For detailed setup instructions, including environment configuration and package installation tips, see the Setup section of this tutorial.

Introduction

GREmLN (Gene Regulatory Embedding-based Large Neural model) is a foundation model designed to process single-cell RNA sequencing (scRNA-seq) data using the structure of gene regulatory networks (GRNs). Unlike conventional transformer models that treat gene expression data as a sequence of tokens, GREmLN integrates biologically meaningful relationships by embedding GRN structure directly into the model's attention mechanism. This allows it to capture long-range regulatory dependencies and produce high-quality cell and gene embeddings that are useful for tasks such as cell type classification and regulatory network inference.

Inputs and Outputs

(Inputs) There are two inputs to GREmLN:

A preprocessed scRNA-seq gene expression matrix (cells × genes)
A gene regulatory network (GRN), constructed for each cell type or cell lineage

(Outputs) For each cell, GREmLN produces an embedding matrix (G x 512) where:

Row i represents a 512-dimensional embedding vector for gene i.
Column j represents a learned hidden feature dimension shared across genes.

Demo Datasets

To help you get started, we provide two small datasets along with their corresponding GRNs. These are designed to demonstrate use of GREmLN's inference API and illustrate key properties of its embeddings.

1. Human Immune Cells

A sample of 2,473 cells from both human bone marrow and peripheral blood, covering 9 distinct immune cell types. This dataset was provided by scGPT and was not used during GREmLN's pretraining. The relevant files are:

GREmLN_Tutorial/data/human_immune_cells.h5ad -- preprocessed gene expression matrix
GREmLN_Tutorial/networks/{cell_type}/network.tsv -- a GRN for each immune cell type in the dataset, inferred using ARACNe

2. Epithelial Cells

A sample of 1,000 epithelial cells from the CELLxGENE project. These data were explicitly held out during GREmLN's pretraining to allow for evaluation on unseen cell types. The relevant files are:

GREmLN_Tutorial/data/epithelial_cells.h5ad -- preprocessed gene expression matrix
GREmLN_Tutorial/networks/epithelial_cell/network.tsv -- a GRN for epithelial cells, inferred using ARACNe

Setup

GREmLN requires an NVIDIA GPU with compatible CUDA drivers (e.g., CUDA 11 or 12) for optimal performance. Its dependencies include a stack of high-performance libraries that are sensitive to your system's CUDA version, GPU hardware, and operating system (especially differences between Linux, macOS, and Windows).

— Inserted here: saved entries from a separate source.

//! Deployment readiness: telling an operator-filled config apart from the
//! checked-in template.
//!
//! The example template ships with well-known placeholder literals
//! ("your_wifi_ssid" and friends). A device booted with any of them still in
//! place would fail in confusing ways deep inside a consumer, so loading
//! refuses to proceed once [`Config::ensure_deployed`] is asked.

use log::warn;

use crate::config::Config;
use crate::error::ConfigError;

// Placeholder literals from cfg.example.toml, per field.
const PLACEHOLDER_WIFI_SSID: &str = "your_wifi_ssid";
const PLACEHOLDER_WIFI_PASSWORD: &str = "your_wifi_password";
const PLACEHOLDER_MQTT_BROKER: &str = "mqtt.example.com";
const PLACEHOLDER_MQTT_USERNAME: &str = "your_username";
const PLACEHOLDER_MQTT_PASSWORD: &str = "your_password";
const PLACEHOLDER_BOT_TOKEN: &str = "your_bot_token";
const PLACEHOLDER_CHAT_ID: &str = "your_chat_id";

impl Config {
    /// Names of the fields still carrying a template placeholder, in field
    /// declaration order. Required credentials left empty count as unfilled
    /// too. Empty result means the record is operator-filled.
    pub fn unfilled_fields(&self) -> Vec<&'static str> {
        let mut unfilled = Vec::new();

        let checks: [(&'static str, bool); 7] = [
            (
                "wifi_ssid",
                self.wifi_ssid == PLACEHOLDER_WIFI_SSID || self.wifi_ssid.is_empty(),
            ),
            (
                "wifi_password",
                self.wifi_password.expose() == PLACEHOLDER_WIFI_PASSWORD
                    || self.wifi_password.is_empty(),
            ),
            ("mqtt_broker", self.mqtt_broker == PLACEHOLDER_MQTT_BROKER),
            (
                "mqtt_username",
                self.mqtt_username == PLACEHOLDER_MQTT_USERNAME,
            ),
            (
                "mqtt_password",
                self.mqtt_password.expose() == PLACEHOLDER_MQTT_PASSWORD,
            ),
            (
                "bot_token",
                self.bot_token.expose() == PLACEHOLDER_BOT_TOKEN || self.bot_token.is_empty(),
            ),
            (
                "chat_id",
                self.chat_id == PLACEHOLDER_CHAT_ID || self.chat_id.is_empty(),
            ),
        ];

        for (field, is_placeholder) in checks {
            if is_placeholder {
                unfilled.push(field);
            }
        }
        unfilled
    }

    pub fn is_deployment_ready(&self) -> bool {
        self.unfilled_fields().is_empty()
    }

    /// Fail fast if any placeholder survived into this record.
    pub fn ensure_deployed(&self) -> Result<(), ConfigError> {
        let unfilled = self.unfilled_fields();
        if unfilled.is_empty() {
            return Ok(());
        }
        for field in &unfilled {
            warn!("Config field {field} still holds its template placeholder");
        }
        Err(ConfigError::Unfilled(unfilled))
    }
}
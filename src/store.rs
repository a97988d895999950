//! Dataset loading and the immutable in-memory store.
//!
//! Three CSV tables share one key space: a 2-D embedding, a phenotype feature
//! matrix, and per-visit patient metadata. The metadata index defines the
//! canonical patient list (first-occurrence order); the other two tables are
//! re-indexed onto it positionally and must match it in length. After
//! [`DatasetStore::load`] succeeds the store is never mutated.

use std::fmt;
use std::fs::File;
use std::io::Read;
use std::path::{Path, PathBuf};

use hashbrown::HashMap;
use serde::{Deserialize, Serialize};
use thiserror::Error;

/// Name of the metadata column dropped at load time.
const TIME_COLUMN: &str = "time";

/// Identifier joining the three input tables.
#[derive(Debug, Clone, PartialEq, Eq, Hash, PartialOrd, Ord, Serialize, Deserialize)]
#[serde(transparent)]
pub struct PatientKey(String);

impl PatientKey {
    pub fn new(key: impl Into<String>) -> Self {
        Self(key.into())
    }

    pub fn as_str(&self) -> &str {
        &self.0
    }
}

impl fmt::Display for PatientKey {
    fn fmt(&self, f: &mut fmt::Formatter<'_>) -> fmt::Result {
        f.write_str(&self.0)
    }
}

impl From<&str> for PatientKey {
    fn from(key: &str) -> Self {
        Self(key.to_string())
    }
}

impl From<String> for PatientKey {
    fn from(key: String) -> Self {
        Self(key)
    }
}

/// Locations of the three input tables.
#[derive(Debug, Clone)]
pub struct DataPaths {
    pub embedding: PathBuf,
    pub phenotypes: PathBuf,
    pub patients: PathBuf,
}

impl Default for DataPaths {
    fn default() -> Self {
        Self {
            embedding: PathBuf::from("data/embedding.csv"),
            phenotypes: PathBuf::from("data/phenotypes.csv"),
            patients: PathBuf::from("data/patients.csv"),
        }
    }
}

#[derive(Debug, Error)]
pub enum LoadError {
    #[error("failed to open {path}: {source}")]
    Open {
        path: PathBuf,
        #[source]
        source: std::io::Error,
    },
    #[error("{table} table: {source}")]
    Csv {
        table: &'static str,
        #[source]
        source: csv::Error,
    },
    #[error("{table} table has no data")]
    EmptyTable { table: &'static str },
    #[error("{table} table: expected {expected} value columns, found {found}")]
    ColumnCount {
        table: &'static str,
        expected: usize,
        found: usize,
    },
    #[error("{table} table, row {row}: column {column:?} value {value:?} is not a number")]
    BadNumber {
        table: &'static str,
        row: usize,
        column: String,
        value: String,
    },
    #[error("{table} table has {rows} rows but the patient list has {keys} unique keys")]
    RowCountMismatch {
        table: &'static str,
        rows: usize,
        keys: usize,
    },
    #[error("patients table has no {TIME_COLUMN:?} column to drop")]
    MissingTimeColumn,
}

/// The three aligned tables, loaded once at startup and read-only thereafter.
#[derive(Debug, Clone)]
pub struct DatasetStore {
    keys: Vec<PatientKey>,
    index: HashMap<PatientKey, usize>,
    embedding: Vec<[f64; 2]>,
    feature_names: Vec<String>,
    phenotypes: Vec<Vec<Option<f64>>>,
    meta_columns: Vec<String>,
    meta_rows: Vec<Vec<String>>,
}

impl DatasetStore {
    /// Reads the three CSV files and builds the validated, aligned store.
    ///
    /// Any failure here is fatal to the process: a missing or unreadable
    /// file, a malformed table, or a row count that cannot be aligned to the
    /// patient list.
    pub fn load(paths: &DataPaths) -> Result<Self, LoadError> {
        let embedding = open(&paths.embedding)?;
        let phenotypes = open(&paths.phenotypes)?;
        let patients = open(&paths.patients)?;
        Self::from_readers(embedding, phenotypes, patients)
    }

    /// Builds the store from already-open CSV sources. `load` is a thin
    /// wrapper over this; tests feed in-memory byte slices.
    pub fn from_readers<E, P, M>(embedding: E, phenotypes: P, patients: M) -> Result<Self, LoadError>
    where
        E: Read,
        P: Read,
        M: Read,
    {
        let embedding = RawTable::read("embedding", embedding)?;
        let phenotypes = RawTable::read("phenotypes", phenotypes)?;
        let patients = RawTable::read("patients", patients)?;

        // Canonical patient list: unique metadata keys in first-occurrence
        // order, each paired with its first metadata row.
        let time_col = patients
            .columns
            .iter()
            .position(|c| c == TIME_COLUMN)
            .ok_or(LoadError::MissingTimeColumn)?;
        let meta_columns: Vec<String> = patients
            .columns
            .iter()
            .enumerate()
            .filter(|&(i, _)| i != time_col)
            .map(|(_, c)| c.clone())
            .collect();

        let mut keys: Vec<PatientKey> = Vec::new();
        let mut index: HashMap<PatientKey, usize> = HashMap::new();
        let mut meta_rows: Vec<Vec<String>> = Vec::new();
        for (label, row) in patients.index.iter().zip(&patients.rows) {
            let key = PatientKey::new(label.clone());
            if index.contains_key(&key) {
                continue;
            }
            index.insert(key.clone(), keys.len());
            keys.push(key);
            meta_rows.push(
                row.iter()
                    .enumerate()
                    .filter(|&(i, _)| i != time_col)
                    .map(|(_, v)| v.clone())
                    .collect(),
            );
        }

        // Re-index the other two tables onto the patient list. Alignment is
        // positional, so the row counts must match exactly.
        if embedding.rows.len() != keys.len() {
            return Err(LoadError::RowCountMismatch {
                table: "embedding",
                rows: embedding.rows.len(),
                keys: keys.len(),
            });
        }
        if phenotypes.rows.len() != keys.len() {
            return Err(LoadError::RowCountMismatch {
                table: "phenotypes",
                rows: phenotypes.rows.len(),
                keys: keys.len(),
            });
        }

        if embedding.columns.len() != 2 {
            return Err(LoadError::ColumnCount {
                table: "embedding",
                expected: 2,
                found: embedding.columns.len(),
            });
        }
        let mut coords = Vec::with_capacity(embedding.rows.len());
        for (i, row) in embedding.rows.iter().enumerate() {
            let x = parse_number("embedding", i + 1, &embedding.columns[0], &row[0])?;
            let y = parse_number("embedding", i + 1, &embedding.columns[1], &row[1])?;
            coords.push([x, y]);
        }

        // Phenotype cells that are blank or non-numeric load as missing;
        // they are skipped by the mean, not propagated.
        let feature_names = phenotypes.columns;
        let values: Vec<Vec<Option<f64>>> = phenotypes
            .rows
            .iter()
            .map(|row| {
                row.iter()
                    .map(|cell| {
                        let cell = cell.trim();
                        if cell.is_empty() {
                            None
                        } else {
                            cell.parse::<f64>().ok()
                        }
                    })
                    .collect()
            })
            .collect();

        Ok(Self {
            keys,
            index,
            embedding: coords,
            feature_names,
            phenotypes: values,
            meta_columns,
            meta_rows,
        })
    }

    /// Patient keys in canonical (first-occurrence) order.
    pub fn keys(&self) -> &[PatientKey] {
        &self.keys
    }

    /// Number of patients.
    pub fn len(&self) -> usize {
        self.keys.len()
    }

    pub fn is_empty(&self) -> bool {
        self.keys.is_empty()
    }

    /// Canonical row of a key, if the key is present.
    pub fn row_of(&self, key: &PatientKey) -> Option<usize> {
        self.index.get(key).copied()
    }

    /// Embedding coordinates, one `[x, y]` per patient in canonical order.
    pub fn embedding(&self) -> &[[f64; 2]] {
        &self.embedding
    }

    /// Ordered feature names shared by every phenotype vector.
    pub fn feature_names(&self) -> &[String] {
        &self.feature_names
    }

    /// Phenotype values of one patient row; `None` marks a missing cell.
    pub fn phenotype_row(&self, row: usize) -> &[Option<f64>] {
        &self.phenotypes[row]
    }

    /// Metadata column names, `time` excluded.
    pub fn meta_columns(&self) -> &[String] {
        &self.meta_columns
    }

    /// First-occurrence metadata row of one patient.
    pub fn meta_row(&self, row: usize) -> &[String] {
        &self.meta_rows[row]
    }
}

fn open(path: &Path) -> Result<File, LoadError> {
    File::open(path).map_err(|source| LoadError::Open {
        path: path.to_path_buf(),
        source,
    })
}

fn parse_number(
    table: &'static str,
    row: usize,
    column: &str,
    value: &str,
) -> Result<f64, LoadError> {
    value.trim().parse::<f64>().map_err(|_| LoadError::BadNumber {
        table,
        row,
        column: column.to_string(),
        value: value.to_string(),
    })
}

/// A CSV table split into its index column, header names, and string cells.
struct RawTable {
    columns: Vec<String>,
    index: Vec<String>,
    rows: Vec<Vec<String>>,
}

impl RawTable {
    fn read<R: Read>(table: &'static str, source: R) -> Result<Self, LoadError> {
        let mut reader = csv::Reader::from_reader(source);
        let headers = reader
            .headers()
            .map_err(|source| LoadError::Csv { table, source })?
            .clone();
        let columns: Vec<String> = headers.iter().skip(1).map(str::to_string).collect();
        if columns.is_empty() {
            return Err(LoadError::EmptyTable { table });
        }

        let mut index = Vec::new();
        let mut rows = Vec::new();
        for record in reader.records() {
            let record = record.map_err(|source| LoadError::Csv { table, source })?;
            let mut fields = record.iter();
            index.push(fields.next().unwrap_or("").to_string());
            rows.push(fields.map(str::to_string).collect());
        }
        if rows.is_empty() {
            return Err(LoadError::EmptyTable { table });
        }
        Ok(Self {
            columns,
            index,
            rows,
        })
    }
}
use std::net::SocketAddr;
use std::process::ExitCode;
use std::sync::Arc;

use tracing::{error, info};
use tracing_subscriber::EnvFilter;

use phenoscope::server;
use phenoscope::store::{DataPaths, DatasetStore};

#[tokio::main]
async fn main() -> ExitCode {
    tracing_subscriber::fmt()
        .with_env_filter(EnvFilter::try_from_default_env().unwrap_or_else(|_| EnvFilter::new("info")))
        .init();

    // All three tables load once, up front; any failure aborts startup.
    let paths = DataPaths::default();
    let store = match DatasetStore::load(&paths) {
        Ok(store) => Arc::new(store),
        Err(err) => {
            error!("failed to load dataset: {err}");
            return ExitCode::FAILURE;
        }
    };
    info!(
        patients = store.len(),
        features = store.feature_names().len(),
        "dataset loaded"
    );

    let app = server::router(store);
    let addr = SocketAddr::from(([127, 0, 0, 1], 8050));
    let listener = match tokio::net::TcpListener::bind(addr).await {
        Ok(listener) => listener,
        Err(err) => {
            error!("failed to bind {addr}: {err}");
            return ExitCode::FAILURE;
        }
    };
    info!("serving dashboard on http://{addr}");
    if let Err(err) = axum::serve(listener, app).await {
        error!("server error: {err}");
        return ExitCode::FAILURE;
    }
    ExitCode::SUCCESS
}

To avoid compatibility issues, we recommend installing critical dependencies such as PyTorch, PyTorch Lightning, and FlashAttention manually, following instructions specific to your hardware and OS.

GREmLN's setup.py assumes that torch, torch-geometric and flash-attn have already been installed and are compatible with your system. Once these are installed, clone the scGraphLLM package and run pip install scGraphLLM.

Setup Google Colab

(note that you may have to restart your environment once you have successfully installed all dependencies)

If you are using Google Colab with an NVIDIA A100 GPU and CUDA 12.1, you can install the required dependencies with the following commands:

Note: After installation, you may need to restart the runtime for changes to take effect.

Note: An Ampere tier GPU is necessary for the tutorial because Flash Attention does not currently support T tier GPU's.

# Install PyTorch and torchvision etc. for CUDA 12.1
!pip install torch=='2.4.1+cu121' torchvision=='0.19.1+cu121' torchaudio=='2.4.1+cu121' --index-url https://download.pytorch.org/whl/cu121

# Install PyG packages (torch-geometric, torch-scatter etc) for CUDA 12.1
!pip install torch-scatter -f https://data.pyg.org/whl/torch-2.4.1+cu121.html
!pip install torch-sparse -f https://data.pyg.org/whl/torch-2.4.1+cu121.html
!pip install torch-cluster -f https://data.pyg.org/whl/torch-2.4.1+cu121.html
!pip install torch-spline-conv -f https://data.pyg.org/whl/torch-2.4.1+cu121.html
!pip install torch-geometric
!pip install lightning

# Install flash-attn from PyPI if available for CUDA 12.1
!pip install flash-attn --no-build-isolation --extra-index-url https://download.pytorch.org/whl/cu121

You can clone the repo for GREmLN here: https://github.com/czi-ai/GREmLN.git

!git clone https://github.com/czi-ai/GREmLN.git

# # Install scGraphLLM with pip via setup.py once you have downloaded the repository
%cd GREmLN
!pip install .

Download the model weights, ARACNe networks, and demo data for the tutorial via gdown (you can also find those assets here).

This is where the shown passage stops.